A crise dos afetos acontece quando somos expulsos desse exercício com a linguagem, quando não conseguimos experimentar o que é comum nem comunicar o que se passa conosco. A crise da palavra é a crise do desencontro entre palavra e experiência, crise da comunicação de vivências em espaços comuns, crise da capacidade de inventar novos significados. Por isso, buscar palavras que permitam expressar experiências é de vital importância para cuidarmos e promovermos saúde. Esta é a história de alguns, mas que fala de tantos. Ao escutá-las adentremos um campo de encontro das nossas humanidades.
Esta é a história de uma brecha que se abre no campo da medicina para pensarmos saúde, um espaço de oportunidade. Honrar este momento é cuidar desta brecha para aprender e transformar.

CARLA VERGARA
A abertura de minha escuta para este projeto se deu justamente para perceber as tais brechas que se abrem quando algo tão violento invade a vida. A violência que invade a vida também pode produz vida, pois desarticula elementos que eram circuitos fechados nos modos de estar no mundo. Aconteceu com os médicos, que se reinventaram em muitas direções para cuidar da vida.

Em outra camada de meu desejo, o que me deu a dose extra de coragem para caminhar neste projeto, foi a confiança de que luto é algo a ser trabalhado em níveis mais profundos. Na morte por covid, na morte do meu pai, médico, por covid, uma morte sem enterro, sem o abraço dos amigos, sem horizontes para o fim do caos, no jogo pleno de incerteza e do absurdo, eu senti que precisava ser ativa em criar situações para movimentar os afetos que um trauma paralisa. Nas palavras dos médicos fui acordada em minhas dores, alegrias e toda sorte de experiência.

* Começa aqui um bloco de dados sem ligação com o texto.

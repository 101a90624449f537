//! # TUI Shell
//!
//! The ratatui-specific layer. Handles terminal I/O, renders the viewer,
//! runs the ticker and media resolution tasks, and translates input into
//! `core::action::Action` values.
//!
//! This is the only module that knows about ratatui and crossterm.
//!
//! ## Tick Ownership
//!
//! Exactly one ticker task is alive at a time, bound to the clock generation
//! it was spawned for. When `update()` returns `Effect::Restart(token)` the
//! core has already invalidated the old generation; the shell then aborts
//! the old ticker and resolver and spawns new ones for `token`. Ticks that
//! were queued before the abort arrive with the old token and are dropped
//! by the clock.

mod component;
mod components;
mod event;
mod ui;

use log::{debug, info, warn};
use std::io::stdout;
use std::sync::{Arc, mpsc};
use std::time::Duration;

use crossterm::event::{DisableMouseCapture, EnableMouseCapture};
use crossterm::execute;

use crate::core::action::{Action, Effect, update};
use crate::core::clock::TickToken;
use crate::core::config::ResolvedConfig;
use crate::core::history;
use crate::core::state::Viewer;
use crate::core::story::{StoryItem, StoryQueue};
use crate::media::MediaResolver;
use crate::tui::event::{TuiEvent, poll_event_immediate, poll_event_timeout};
use crate::tui::ui::TapZone;

/// Upper bound on how long the loop blocks waiting for input, so ticks
/// arriving on the channel are rendered promptly.
const MAX_POLL: Duration = Duration::from_millis(20);

struct TerminalModeGuard;

impl TerminalModeGuard {
    fn new() -> std::io::Result<Self> {
        execute!(stdout(), EnableMouseCapture)?;
        info!("Terminal modes enabled (mouse)");
        Ok(Self)
    }
}

impl Drop for TerminalModeGuard {
    fn drop(&mut self) {
        let _ = execute!(stdout(), DisableMouseCapture);
    }
}

/// Background work bound to the current clock generation.
#[derive(Default)]
struct PlaybackTasks {
    ticker: Option<tokio::task::AbortHandle>,
    resolver: Option<tokio::task::AbortHandle>,
}

impl PlaybackTasks {
    fn abort_all(&mut self) {
        if let Some(handle) = self.ticker.take() {
            handle.abort();
        }
        if let Some(handle) = self.resolver.take() {
            handle.abort();
        }
    }

    fn restart(
        &mut self,
        viewer: &Viewer,
        token: TickToken,
        resolver: &Arc<dyn MediaResolver>,
        tx: &mpsc::Sender<Action>,
    ) {
        self.abort_all();
        self.ticker = Some(spawn_ticker(token, viewer.clock().tick_interval(), tx.clone()));
        self.resolver = Some(spawn_resolve(
            viewer.current_item().clone(),
            token,
            resolver.clone(),
            tx.clone(),
        ));
    }
}

fn tap_action(zone: TapZone) -> Action {
    match zone {
        TapZone::Back => Action::Retreat,
        TapZone::Forward => Action::Advance,
    }
}

pub fn run(
    queue: StoryQueue,
    config: &ResolvedConfig,
    resolver: Arc<dyn MediaResolver>,
) -> std::io::Result<()> {
    let mut viewer = Viewer::new(queue, config.viewer_settings());
    info!(
        "Opening story '{}' ({} items, {} Hz)",
        viewer.queue().subject(),
        viewer.queue().len(),
        config.tick_rate_hz
    );

    let mut terminal = ratatui::init();
    let _terminal_mode_guard = TerminalModeGuard::new();

    // Channel for actions from background tasks
    let (tx, rx) = mpsc::channel();

    let mut tasks = PlaybackTasks::default();
    tasks.restart(&viewer, viewer.current_token(), &resolver, &tx);

    let mut needs_redraw = true;
    let mut should_quit = false;

    while !should_quit {
        if needs_redraw {
            terminal.draw(|f| ui::draw_ui(f, &viewer))?;
            needs_redraw = false;
        }

        let timeout = viewer.clock().tick_interval().min(MAX_POLL);
        let first_event = poll_event_timeout(timeout);

        // Input first, then background actions, all before the next draw
        let mut actions = Vec::new();
        for event in first_event
            .into_iter()
            .chain(std::iter::from_fn(poll_event_immediate))
        {
            needs_redraw = true;
            let action = match event {
                TuiEvent::Advance => Action::Advance,
                TuiEvent::Retreat => Action::Retreat,
                TuiEvent::TogglePause => Action::TogglePause,
                TuiEvent::Quit => Action::Exit,
                TuiEvent::Click(column, _row) => {
                    let width = terminal.get_frame().area().width;
                    match ui::tap_zone(column, width) {
                        Some(zone) => tap_action(zone),
                        None => continue,
                    }
                }
                TuiEvent::Resize => continue,
            };
            actions.push(action);
        }
        actions.extend(rx.try_iter());

        for action in actions {
            needs_redraw = true;
            if !matches!(action, Action::Tick(_)) {
                debug!("Event loop received: {:?}", action);
            }
            match update(&mut viewer, action) {
                Effect::None => {}
                Effect::Restart(token) => {
                    debug!(
                        "Moved to item {} (generation {})",
                        viewer.current_item().id,
                        token.generation()
                    );
                    tasks.restart(&viewer, token, &resolver, &tx);
                }
                Effect::Quit => {
                    should_quit = true;
                    break;
                }
            }
        }
    }

    tasks.abort_all();
    info!(
        "Story '{}' closed ({} of {} items seen, completed: {})",
        viewer.queue().subject(),
        viewer.items_seen(),
        viewer.queue().len(),
        viewer.is_completed()
    );
    if config.history_enabled {
        history::record_session(&viewer, config.max_history_records);
    }

    ratatui::restore();
    Ok(())
}

/// Sends `Action::Tick(token)` every `interval` until aborted or the
/// receiver is gone.
fn spawn_ticker(
    token: TickToken,
    interval: Duration,
    tx: mpsc::Sender<Action>,
) -> tokio::task::AbortHandle {
    tokio::spawn(async move {
        let mut ticker = tokio::time::interval(interval);
        ticker.set_missed_tick_behavior(tokio::time::MissedTickBehavior::Delay);
        // The first tick completes immediately; progress starts at 0.
        ticker.tick().await;
        loop {
            ticker.tick().await;
            if tx.send(Action::Tick(token)).is_err() {
                debug!("Ticker for generation {} stopping: receiver dropped", token.generation());
                return;
            }
        }
    })
    .abort_handle()
}

fn spawn_resolve(
    item: StoryItem,
    token: TickToken,
    resolver: Arc<dyn MediaResolver>,
    tx: mpsc::Sender<Action>,
) -> tokio::task::AbortHandle {
    tokio::spawn(async move {
        debug!("Resolving media for {} via {}", item.id, resolver.name());
        let action = match resolver.resolve(&item).await {
            Ok(media) => Action::MediaResolved { token, media },
            Err(e) => Action::MediaFailed {
                token,
                reason: e.to_string(),
            },
        };
        if tx.send(action).is_err() {
            warn!("Failed to send media result for {}: receiver dropped", item.id);
        }
    })
    .abort_handle()
}

#[cfg(test)]
mod tests {
    use super::*;
    use crate::core::state::ViewerStatus;
    use crate::media::{MediaError, MediaSource, ResolvedMedia};
    use crate::test_support::test_viewer;
    use async_trait::async_trait;

    struct FixedResolver {
        fail: bool,
    }

    #[async_trait]
    impl MediaResolver for FixedResolver {
        fn name(&self) -> &str {
            "fixed"
        }

        async fn resolve(&self, item: &StoryItem) -> Result<ResolvedMedia, MediaError> {
            if self.fail {
                Err(MediaError::Status(404))
            } else {
                Ok(ResolvedMedia {
                    source: MediaSource::Local(item.source_ref.clone().into()),
                    content_type: None,
                    size_bytes: None,
                })
            }
        }
    }

    #[test]
    fn test_tap_action() {
        assert!(matches!(tap_action(TapZone::Back), Action::Retreat));
        assert!(matches!(tap_action(TapZone::Forward), Action::Advance));
    }

    #[tokio::test(flavor = "multi_thread")]
    async fn test_ticker_sends_ticks_with_its_token() {
        let viewer = test_viewer(2);
        let token = viewer.current_token();
        let (tx, rx) = mpsc::channel();

        let handle = spawn_ticker(token, Duration::from_millis(5), tx);
        let first = rx.recv_timeout(Duration::from_secs(2)).unwrap();
        let second = rx.recv_timeout(Duration::from_secs(2)).unwrap();
        handle.abort();

        assert!(matches!(first, Action::Tick(t) if t == token));
        assert!(matches!(second, Action::Tick(t) if t == token));
    }

    #[tokio::test(flavor = "multi_thread")]
    async fn test_aborted_ticker_goes_quiet() {
        let (tx, rx) = mpsc::channel();
        let viewer = test_viewer(1);
        let handle = spawn_ticker(viewer.current_token(), Duration::from_millis(5), tx);
        rx.recv_timeout(Duration::from_secs(2)).unwrap();

        handle.abort();
        tokio::time::sleep(Duration::from_millis(20)).await;
        // Drain anything sent before the abort took effect.
        while rx.try_recv().is_ok() {}
        tokio::time::sleep(Duration::from_millis(30)).await;
        assert!(rx.try_recv().is_err());
    }

    #[tokio::test(flavor = "multi_thread")]
    async fn test_resolve_task_reports_success() {
        let viewer = test_viewer(2);
        let token = viewer.current_token();
        let (tx, rx) = mpsc::channel();
        let resolver: Arc<dyn MediaResolver> = Arc::new(FixedResolver { fail: false });

        spawn_resolve(viewer.current_item().clone(), token, resolver, tx);
        let action = rx.recv_timeout(Duration::from_secs(2)).unwrap();
        assert!(matches!(action, Action::MediaResolved { token: t, .. } if t == token));
    }

    #[tokio::test(flavor = "multi_thread")]
    async fn test_failed_resolve_skips_item() {
        let mut viewer = test_viewer(3);
        let token = viewer.current_token();
        let (tx, rx) = mpsc::channel();
        let resolver: Arc<dyn MediaResolver> = Arc::new(FixedResolver { fail: true });

        spawn_resolve(viewer.current_item().clone(), token, resolver, tx);
        let action = rx.recv_timeout(Duration::from_secs(2)).unwrap();
        assert!(matches!(update(&mut viewer, action), Effect::Restart(_)));
        assert_eq!(viewer.status(), ViewerStatus::Viewing(1));
    }

    #[tokio::test(flavor = "multi_thread")]
    async fn test_playback_tasks_restart_replaces_handles() {
        let mut viewer = test_viewer(3);
        let (tx, rx) = mpsc::channel();
        let resolver: Arc<dyn MediaResolver> = Arc::new(FixedResolver { fail: false });
        let mut tasks = PlaybackTasks::default();

        tasks.restart(&viewer, viewer.current_token(), &resolver, &tx);
        let Effect::Restart(token) = update(&mut viewer, Action::Advance) else {
            panic!("advance should restart");
        };
        tasks.restart(&viewer, token, &resolver, &tx);

        // Whatever arrives now must either be stale or carry the new token,
        // and stale ones must not move the viewer.
        for _ in 0..5 {
            let action = rx.recv_timeout(Duration::from_secs(2)).unwrap();
            update(&mut viewer, action);
        }
        assert_eq!(viewer.status(), ViewerStatus::Viewing(1));

        tasks.abort_all();
        assert!(tasks.ticker.is_none());
        assert!(tasks.resolver.is_none());
    }
}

Descobri muita coisa. Fiquei descoberta exposta, em carne viva. Com esta carne me reconheço em minha linhagem, faço outras composições e lanço estrelas no porvir.
O que nos espera?
Nos grandes incêndios das florestas, o que sobram são cinzas concentradas de nutrientes da vida destruída.
Para que haja regeneração é preciso um rápido plantio de diferentes espécies, algumas de rápidos ciclos, outras com tempo mais longevo para o crescimento.
As diferenças dançam no tempo, criam condições mútuas, regeneram o território por meio da cooperação. Quanto maior a biodiversidade, mais chances de perpetuar a vida.
A monocultura é o anúncio do fim.
O cultivo da diferença é a possibilidade dos inícios.
Que as sementes sejam plantadas nos corações das terras devastadas.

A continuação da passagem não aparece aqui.